Ha, I'm flattered that anyone would confuse that sporran with an Artificer creation. If you look at the details, though, they are far lacking. I designed that sporran based on a lot of guesswork as to size and proportions, and generally modeled it after several different types I had seen on the internet (never having seen one in person). But aside from cutting out the leather pieces, my wife did most of the work on assembling it. Which is to say she did all the major stitching and the braiding. In retrospect, I would have done it a little differently at the area where the top of the gusset meets the braided leather cantle area. You can see that it 'gaps' in that area. We made it where the round braid tassels on the sides loop through the inside of the sporran at that point, essentially cinching up the top of the gusset. But I should have tapered the gusset there so it didn't have as much bulk, which would allow the top of the sporran to close a little better. That, and add some bulk/stiffness behind the leather cantle. Oh well, it was a trial piece. But it works just fine and looks good from a distance, as long as one isn't nit-picky on details.

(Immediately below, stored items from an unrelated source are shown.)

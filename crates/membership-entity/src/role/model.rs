//! Role entity model.

use serde::{Deserialize, Serialize};

use membership_core::result::AppResult;
use membership_core::types::SqlRow;

/// A named role. Names are unique without regard to case.
#[derive(Debug, Clone, PartialEq, Eq, Serialize, Deserialize)]
pub struct Role {
    /// Role identifier.
    pub id: i64,
    /// Role name.
    pub name: String,
}

impl Role {
    /// Decode a `roles` row.
    pub fn from_row(row: &SqlRow) -> AppResult<Self> {
        Ok(Self {
            id: row.i64("id")?,
            name: row.string("name")?,
        })
    }
}
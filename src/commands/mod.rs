//! CLI command definitions and dispatch.

pub mod audit;
pub mod keys;
pub mod migrate;
pub mod policy;
pub mod role;
pub mod user;

use std::sync::Arc;

use chrono::{DateTime, Utc};
use clap::{Parser, Subcommand};

use membership_core::config::AppConfig;
use membership_core::error::AppError;
use membership_core::result::AppResult;
use membership_core::traits::{AuditSink, Clock, Store, SystemClock};
use membership_database::{DatabaseAuditSink, SqlStore};
use membership_service::MembershipEngine;

use crate::output::{self, OutputFormat};

/// Membership engine administration
#[derive(Debug, Parser)]
#[command(name = "membership", version, about, long_about = None)]
pub struct Cli {
    /// Path to configuration file
    #[arg(short, long, default_value = "config/default.toml")]
    pub config: String,

    /// Store URL, overriding the configuration
    #[arg(long)]
    pub database_url: Option<String>,

    /// Output format
    #[arg(short, long, value_enum, default_value = "table")]
    pub format: OutputFormat,

    /// Subcommand to execute
    #[command(subcommand)]
    pub command: Commands,
}

/// Top-level commands
#[derive(Debug, Subcommand)]
pub enum Commands {
    /// Schema management
    Migrate(migrate::MigrateArgs),
    /// Insert the default password rules and roles
    Seed,
    /// Account management
    User(user::UserArgs),
    /// Role management
    Role(role::RoleArgs),
    /// Session signing keys
    Keys(keys::KeysArgs),
    /// Password rules
    Policy(policy::PolicyArgs),
    /// Audit log
    Audit(audit::AuditArgs),
}

impl Cli {
    /// Execute the CLI command
    pub async fn execute(&self, config: AppConfig) -> AppResult<()> {
        let store = connect(&config).await?;

        let result = match &self.command {
            Commands::Migrate(args) => migrate::execute(args, &store, self.format).await,
            Commands::Seed => {
                membership_database::seed::seed_defaults(store.as_ref()).await?;
                output::print_success("Default password rules and roles are in place.");
                Ok(())
            }
            Commands::User(args) => {
                user::execute(args, &build_engine(&config, &store)?, self.format).await
            }
            Commands::Role(args) => {
                role::execute(args, &build_engine(&config, &store)?, self.format).await
            }
            Commands::Keys(args) => {
                keys::execute(args, &build_engine(&config, &store)?, self.format).await
            }
            Commands::Policy(args) => policy::execute(args, &config, &store, self.format).await,
            Commands::Audit(args) => audit::execute(args, &store, self.format).await,
        };

        store.close().await;
        result
    }
}

/// Helper: open the configured store
///
/// An in-memory store starts empty, so it is migrated and seeded first.
pub async fn connect(config: &AppConfig) -> AppResult<Arc<SqlStore>> {
    let store = Arc::new(SqlStore::connect(&config.database).await?);
    if config.database.is_in_memory() {
        membership_database::migration::run_migrations(store.as_ref(), store.dialect()).await?;
        membership_database::seed::seed_defaults(store.as_ref()).await?;
    }
    Ok(store)
}

/// Helper: wire the engine over `store`, auditing into the store itself
pub fn build_engine(config: &AppConfig, store: &Arc<SqlStore>) -> AppResult<MembershipEngine> {
    let store: Arc<dyn Store> = store.clone();
    let clock: Arc<dyn Clock> = Arc::new(SystemClock);
    let audit: Arc<dyn AuditSink> =
        Arc::new(DatabaseAuditSink::new(Arc::clone(&store), Arc::clone(&clock)));
    MembershipEngine::new(store, audit, clock, config)
}

/// Helper: parse an RFC 3339 timestamp argument
pub fn parse_time(raw: &str) -> AppResult<DateTime<Utc>> {
    DateTime::parse_from_rfc3339(raw)
        .map(|at| at.with_timezone(&Utc))
        .map_err(|e| AppError::validation(format!("Invalid timestamp '{raw}': {e}")))
}

/// Helper: take a password from the argument or prompt for it
pub fn password_or_prompt(password: &Option<String>, prompt: &str) -> AppResult<String> {
    match password {
        Some(p) => Ok(p.clone()),
        None => dialoguer::Password::new()
            .with_prompt(prompt)
            .with_confirmation("Confirm password", "Passwords do not match")
            .interact()
            .map_err(|e| AppError::internal(format!("Input error: {e}"))),
    }
}
//! # membership-auth
//!
//! The credential and access control engine.
//!
//! ## Modules
//!
//! - `policy`: cached loading of parameter groups and the typed password rules
//! - `password`: Argon2id salted hashing and password quality rules
//! - `credential`: password storage with reuse prevention, and login verification
//! - `lockout`: sliding-window failure counting and account locking
//! - `rbac`: roles and temporal role membership
//! - `jwt`: session token claims, signing, and verification
//! - `session`: signing key rotation and session issuance

pub mod credential;
pub mod jwt;
pub mod lockout;
pub mod password;
pub mod policy;
pub mod rbac;
pub mod session;

pub use credential::{CredentialValidator, LoginFailure, LoginOutcome, PasswordOutcome};
pub use jwt::{SessionClaims, TokenSigner, TokenVerifier};
pub use lockout::{LockoutState, LockoutTracker};
pub use password::{PasswordHasher, PasswordValidator, PolicyViolation};
pub use policy::{PasswordRules, PolicyStore};
pub use rbac::RoleRegistry;
pub use session::SessionKeyManager;
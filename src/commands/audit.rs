//! Audit log CLI commands.

use clap::{Args, Subcommand};
use serde::Serialize;
use tabled::Tabled;

use membership_core::result::AppResult;
use membership_core::traits::Store;
use membership_database::SqlStore;
use membership_database::repositories::AuditLogRepository;

use crate::output::{self, OutputFormat};

/// Arguments for audit commands
#[derive(Debug, Args)]
pub struct AuditArgs {
    /// Audit subcommand
    #[command(subcommand)]
    pub command: AuditCommand,
}

/// Audit subcommands
#[derive(Debug, Subcommand)]
pub enum AuditCommand {
    /// Show the most recent entries
    Recent {
        /// Filter by category, e.g. login or lockout
        #[arg(short, long)]
        category: Option<String>,
        /// Number of results
        #[arg(short, long, default_value = "50")]
        limit: i64,
    },
}

/// Audit entry display row for table output
#[derive(Debug, Serialize, Tabled)]
struct AuditRow {
    /// Entry ID
    id: i64,
    /// Time
    time: String,
    /// Category
    category: String,
    /// Status
    status: String,
    /// Message
    message: String,
    /// Error
    error: String,
}

/// Execute audit commands
pub async fn execute(args: &AuditArgs, store: &SqlStore, format: OutputFormat) -> AppResult<()> {
    match &args.command {
        AuditCommand::Recent { category, limit } => {
            let entries = {
                let mut conn = store.connection().await?;
                AuditLogRepository::find_recent(&mut *conn, category.as_deref(), *limit).await?
            };
            match format {
                OutputFormat::Json => output::print_json(&entries),
                OutputFormat::Table => {
                    let rows: Vec<AuditRow> = entries
                        .into_iter()
                        .map(|e| AuditRow {
                            id: e.id,
                            time: output::time(e.logged_at),
                            category: e.category,
                            status: e.status,
                            message: e.message,
                            error: e.error.unwrap_or_default(),
                        })
                        .collect();
                    output::print_list(&rows, format);
                }
            }
        }
    }

    Ok(())
}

Sporran design is actually a pretty fun and interesting thing to delve into, although I'm just a hack compared to a craftsman like Artificer. But aside from proportions and sizing considerations that I mentioned earlier (which will be unique to each person), there's also a lot of thought to be put into the thickness/weight/stiffness of the leather you use. A small daywear sporran with a flap closure is better when it's made from a stiff leather, while a larger pouch like mine shown above seems to work better with thinner oil-tanned leather. And there's lots of room for details that can make a plain old sporran into a unique, personalised, highly functional one.

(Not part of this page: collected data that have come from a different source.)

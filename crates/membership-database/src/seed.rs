//! Seeding of the default password rules and roles.

use tracing::info;

use membership_core::result::AppResult;
use membership_core::traits::Store;
use membership_entity::policy::keys::{DEFAULT_ROLES, PASSWORD_RULES, PASSWORD_RULE_DEFAULTS};

use crate::repositories::{PolicyRepository, RoleRepository};

/// Insert the default password rules and roles that are not present yet.
///
/// Existing values are never overwritten.
pub async fn seed_defaults(store: &dyn Store) -> AppResult<()> {
    let mut uow = store.begin().await?;

    let mut inserted_params = 0;
    for (key, value) in PASSWORD_RULE_DEFAULTS {
        inserted_params += PolicyRepository::insert_missing(&mut *uow, PASSWORD_RULES, key, value).await?;
    }

    let mut inserted_roles = 0;
    for name in DEFAULT_ROLES {
        if RoleRepository::find_by_name(&mut *uow, name).await?.is_none() {
            RoleRepository::insert(&mut *uow, name).await?;
            inserted_roles += 1;
        }
    }

    uow.commit().await?;

    info!(
        parameters = inserted_params,
        roles = inserted_roles,
        "Default password rules and roles seeded"
    );
    Ok(())
}
//! Authentication configuration.

use serde::{Deserialize, Serialize};

/// Credential policy and hashing configuration.
///
/// The password rules themselves live in the store (parameter group
/// [`AuthConfig::policy_group`]); this section only says where to find
/// them and how long to cache them.
#[derive(Debug, Clone, Serialize, Deserialize)]
pub struct AuthConfig {
    /// Parameter group holding the password rules.
    #[serde(default = "default_policy_group")]
    pub policy_group: String,
    /// How long a loaded parameter group is cached before being re-read.
    #[serde(default = "default_policy_cache_ttl")]
    pub policy_cache_ttl_seconds: u64,
    /// Argon2 cost parameters.
    #[serde(default)]
    pub hashing: HashingConfig,
}

/// Argon2id cost parameters.
#[derive(Debug, Clone, Serialize, Deserialize)]
pub struct HashingConfig {
    /// Memory cost in KiB.
    #[serde(default = "default_memory_kib")]
    pub memory_kib: u32,
    /// Number of passes.
    #[serde(default = "default_iterations")]
    pub iterations: u32,
    /// Degree of parallelism.
    #[serde(default = "default_parallelism")]
    pub parallelism: u32,
}

impl Default for AuthConfig {
    fn default() -> Self {
        Self {
            policy_group: default_policy_group(),
            policy_cache_ttl_seconds: default_policy_cache_ttl(),
            hashing: HashingConfig::default(),
        }
    }
}

impl Default for HashingConfig {
    fn default() -> Self {
        Self {
            memory_kib: default_memory_kib(),
            iterations: default_iterations(),
            parallelism: default_parallelism(),
        }
    }
}

fn default_policy_group() -> String {
    "password-rules".to_string()
}

fn default_policy_cache_ttl() -> u64 {
    30
}

fn default_memory_kib() -> u32 {
    19 * 1024
}

fn default_iterations() -> u32 {
    2
}

fn default_parallelism() -> u32 {
    1
}
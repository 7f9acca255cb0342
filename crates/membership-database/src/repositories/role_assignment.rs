//! Role assignment repository.
//!
//! Live assignments sit in `account_roles`; revoked ones are archived to
//! `account_role_history`. Temporal queries look at both tables.

use chrono::{DateTime, Utc};

use membership_core::result::AppResult;
use membership_core::traits::SqlExecutor;
use membership_core::types::SqlValue;
use membership_entity::role::RoleAssignment;

/// Repository for live and archived role assignments.
#[derive(Debug, Clone, Copy)]
pub struct RoleAssignmentRepository;

impl RoleAssignmentRepository {
    /// The live assignment of `role_id` in force at `at`, if any.
    pub async fn find_active<E>(
        db: &mut E,
        account_id: i64,
        role_id: i64,
        at: DateTime<Utc>,
    ) -> AppResult<Option<RoleAssignment>>
    where
        E: SqlExecutor + ?Sized,
    {
        db.fetch_optional(
            "SELECT account_id, role_id, valid_from, valid_until FROM account_roles \
             WHERE account_id = ? AND role_id = ? AND valid_from <= ? \
             AND (valid_until IS NULL OR valid_until > ?) \
             ORDER BY valid_from DESC LIMIT 1",
            &[
                SqlValue::Int(account_id),
                SqlValue::Int(role_id),
                SqlValue::Timestamp(at),
                SqlValue::Timestamp(at),
            ],
        )
        .await?
        .map(|row| RoleAssignment::from_row(&row))
        .transpose()
    }

    /// The earliest live assignment of `role_id` still in force at or after
    /// `from`, whether it started before `from` or starts later.
    pub async fn find_overlapping<E>(
        db: &mut E,
        account_id: i64,
        role_id: i64,
        from: DateTime<Utc>,
    ) -> AppResult<Option<RoleAssignment>>
    where
        E: SqlExecutor + ?Sized,
    {
        db.fetch_optional(
            "SELECT account_id, role_id, valid_from, valid_until FROM account_roles \
             WHERE account_id = ? AND role_id = ? \
             AND (valid_until IS NULL OR valid_until > ?) \
             ORDER BY valid_from LIMIT 1",
            &[
                SqlValue::Int(account_id),
                SqlValue::Int(role_id),
                SqlValue::Timestamp(from),
            ],
        )
        .await?
        .map(|row| RoleAssignment::from_row(&row))
        .transpose()
    }

    /// Move the start of a live assignment to `valid_from`.
    pub async fn reschedule<E>(
        db: &mut E,
        assignment: &RoleAssignment,
        valid_from: DateTime<Utc>,
    ) -> AppResult<u64>
    where
        E: SqlExecutor + ?Sized,
    {
        db.execute(
            "UPDATE account_roles SET valid_from = ? \
             WHERE account_id = ? AND role_id = ? AND valid_from = ?",
            &[
                SqlValue::Timestamp(valid_from),
                SqlValue::Int(assignment.account_id),
                SqlValue::Int(assignment.role_id),
                SqlValue::Timestamp(assignment.valid_from),
            ],
        )
        .await
    }

    /// Insert an open-ended live assignment.
    pub async fn insert<E>(
        db: &mut E,
        account_id: i64,
        role_id: i64,
        valid_from: DateTime<Utc>,
    ) -> AppResult<u64>
    where
        E: SqlExecutor + ?Sized,
    {
        db.execute(
            "INSERT INTO account_roles (account_id, role_id, valid_from, valid_until) \
             VALUES (?, ?, ?, NULL)",
            &[
                SqlValue::Int(account_id),
                SqlValue::Int(role_id),
                SqlValue::Timestamp(valid_from),
            ],
        )
        .await
    }

    /// Close a live assignment at `at`.
    pub async fn close<E>(db: &mut E, assignment: &RoleAssignment, at: DateTime<Utc>) -> AppResult<u64>
    where
        E: SqlExecutor + ?Sized,
    {
        db.execute(
            "UPDATE account_roles SET valid_until = ? \
             WHERE account_id = ? AND role_id = ? AND valid_from = ?",
            &[
                SqlValue::Timestamp(at),
                SqlValue::Int(assignment.account_id),
                SqlValue::Int(assignment.role_id),
                SqlValue::Timestamp(assignment.valid_from),
            ],
        )
        .await
    }

    /// Copy a closed live assignment into the history table.
    pub async fn archive<E>(
        db: &mut E,
        assignment: &RoleAssignment,
        archived_at: DateTime<Utc>,
    ) -> AppResult<u64>
    where
        E: SqlExecutor + ?Sized,
    {
        db.execute(
            "INSERT INTO account_role_history (account_id, role_id, valid_from, valid_until, archived_at) \
             SELECT account_id, role_id, valid_from, valid_until, ? FROM account_roles \
             WHERE account_id = ? AND role_id = ? AND valid_from = ?",
            &[
                SqlValue::Timestamp(archived_at),
                SqlValue::Int(assignment.account_id),
                SqlValue::Int(assignment.role_id),
                SqlValue::Timestamp(assignment.valid_from),
            ],
        )
        .await
    }

    /// Remove a live assignment.
    pub async fn delete<E>(db: &mut E, assignment: &RoleAssignment) -> AppResult<u64>
    where
        E: SqlExecutor + ?Sized,
    {
        db.execute(
            "DELETE FROM account_roles WHERE account_id = ? AND role_id = ? AND valid_from = ?",
            &[
                SqlValue::Int(assignment.account_id),
                SqlValue::Int(assignment.role_id),
                SqlValue::Timestamp(assignment.valid_from),
            ],
        )
        .await
    }

    /// Names of every role, live or archived, whose interval contains `at`.
    pub async fn effective_role_names<E>(
        db: &mut E,
        account_id: i64,
        at: DateTime<Utc>,
    ) -> AppResult<Vec<String>>
    where
        E: SqlExecutor + ?Sized,
    {
        let rows = db
            .fetch_all(
                "SELECT DISTINCT r.name AS name FROM roles r JOIN ( \
                     SELECT role_id, valid_from, valid_until FROM account_roles WHERE account_id = ? \
                     UNION ALL \
                     SELECT role_id, valid_from, valid_until FROM account_role_history WHERE account_id = ? \
                 ) a ON a.role_id = r.id \
                 WHERE a.valid_from <= ? AND (a.valid_until IS NULL OR a.valid_until > ?) \
                 ORDER BY name",
                &[
                    SqlValue::Int(account_id),
                    SqlValue::Int(account_id),
                    SqlValue::Timestamp(at),
                    SqlValue::Timestamp(at),
                ],
            )
            .await?;
        rows.iter().map(|row| row.string("name")).collect()
    }

    /// Live assignments of an account.
    pub async fn find_live<E>(db: &mut E, account_id: i64) -> AppResult<Vec<RoleAssignment>>
    where
        E: SqlExecutor + ?Sized,
    {
        db.fetch_all(
            "SELECT account_id, role_id, valid_from, valid_until FROM account_roles \
             WHERE account_id = ? ORDER BY valid_from",
            &[SqlValue::Int(account_id)],
        )
        .await?
        .iter()
        .map(RoleAssignment::from_row)
        .collect()
    }

    /// Archived assignments of an account.
    pub async fn find_history<E>(db: &mut E, account_id: i64) -> AppResult<Vec<RoleAssignment>>
    where
        E: SqlExecutor + ?Sized,
    {
        db.fetch_all(
            "SELECT account_id, role_id, valid_from, valid_until FROM account_role_history \
             WHERE account_id = ? ORDER BY valid_from",
            &[SqlValue::Int(account_id)],
        )
        .await?
        .iter()
        .map(RoleAssignment::from_row)
        .collect()
    }
}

This is perhaps drifting slightly away from the original topic of measurements, and I'm getting ahead of myself in posting it now (as I planned to wait until I was finished to post it here), but here are some pics of a sporran I'm working on right now. This one will use my brass MoD cantle. I don't know if you can read the dimensions on my pattern, but here it is. At the left is the pattern I drew in AutoCad, including the layout for my stitches. What I do is print that out on regular paper, cut it out with scissors, and transfer it to a thicker piece of craft paper, which I also cut to size. That's the pink piece in the middle. I use a thick stitching needle to transfer over my stitch layout. Finally, I use that pattern to transfer to the leather, which I mark with a stylus and lay out all my stitch holes.

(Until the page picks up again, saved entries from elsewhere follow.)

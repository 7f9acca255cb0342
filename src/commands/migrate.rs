//! Schema management commands.

use clap::{Args, Subcommand};

use membership_core::result::AppResult;
use membership_database::SqlStore;
use membership_database::migration::{self, SCHEMA_VERSION};

use crate::output::{self, OutputFormat};

/// Arguments for the migrate command
#[derive(Debug, Args)]
pub struct MigrateArgs {
    /// Migration subcommand
    #[command(subcommand)]
    pub command: MigrateCommand,
}

/// Migration subcommands
#[derive(Debug, Subcommand)]
pub enum MigrateCommand {
    /// Create or update the schema
    Run,
    /// Show the applied schema version
    Status,
}

/// Execute migration commands
pub async fn execute(args: &MigrateArgs, store: &SqlStore, format: OutputFormat) -> AppResult<()> {
    match &args.command {
        MigrateCommand::Run => {
            println!("Running database migrations...");
            migration::run_migrations(store, store.dialect()).await?;
            output::print_success("All migrations applied successfully.");
        }
        MigrateCommand::Status => {
            let healthy = store.health_check().await?;
            let applied = migration::applied_version(store).await?;
            let status = serde_json::json!({
                "dialect": format!("{:?}", store.dialect()),
                "healthy": healthy,
                "applied_version": applied,
                "latest_version": SCHEMA_VERSION,
            });
            match format {
                OutputFormat::Json => output::print_json(&status),
                OutputFormat::Table => {
                    output::print_kv("Dialect", &format!("{:?}", store.dialect()));
                    output::print_kv("Healthy", &output::yes_no(healthy));
                    output::print_kv(
                        "Applied version",
                        &applied.map_or_else(|| "none".to_string(), |v| v.to_string()),
                    );
                    output::print_kv("Latest version", &SCHEMA_VERSION.to_string());
                    if applied != Some(SCHEMA_VERSION) {
                        output::print_warning("Schema is not up to date; run `migrate run`.");
                    }
                }
            }
        }
    }
    Ok(())
}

The sporran I'm working on right now will be lined inside with scrap tartan material left over from my Barb T. kilt. Here you can see the front panel and the gusset, both with tartan cemented to the rough side (interior side) of the leather.




As I said earlier, it remains to be seen whether this sporran will be too big. What I tried to do is make the bag portion roughly the same size as the sporran I posted previously (with the braided leather cantle), with only a slight increase in width, but this one will be about an inch taller than the other one since the brass cantle is larger. Really, what I'm trying to do is up-scale the sporran in size so it looks proportionally the same as my previous sporran, but using the larger brass cantle.

I had built a trial sporran for the brass cantle with the same overall dimensions as my leather-cantle sporran, but it just doesn't look right to me. The larger cantle seems to dominate the sporran and makes the bag look puny and pathetic. This was the trial sporran:




Sorry for the slight thread drift, but the point I'm trying to make is that there's more to a sporran than just the size. Obviously, any useful size can be functional, but will it give you the sense of proportion and style you want? Will it fit with your body shape, kilt length, etc.? Lots to consider! And if you don't have the wherewithal to make trial sporrans for yourself, just make paper cut-outs until you find the size and shape that looks best on you.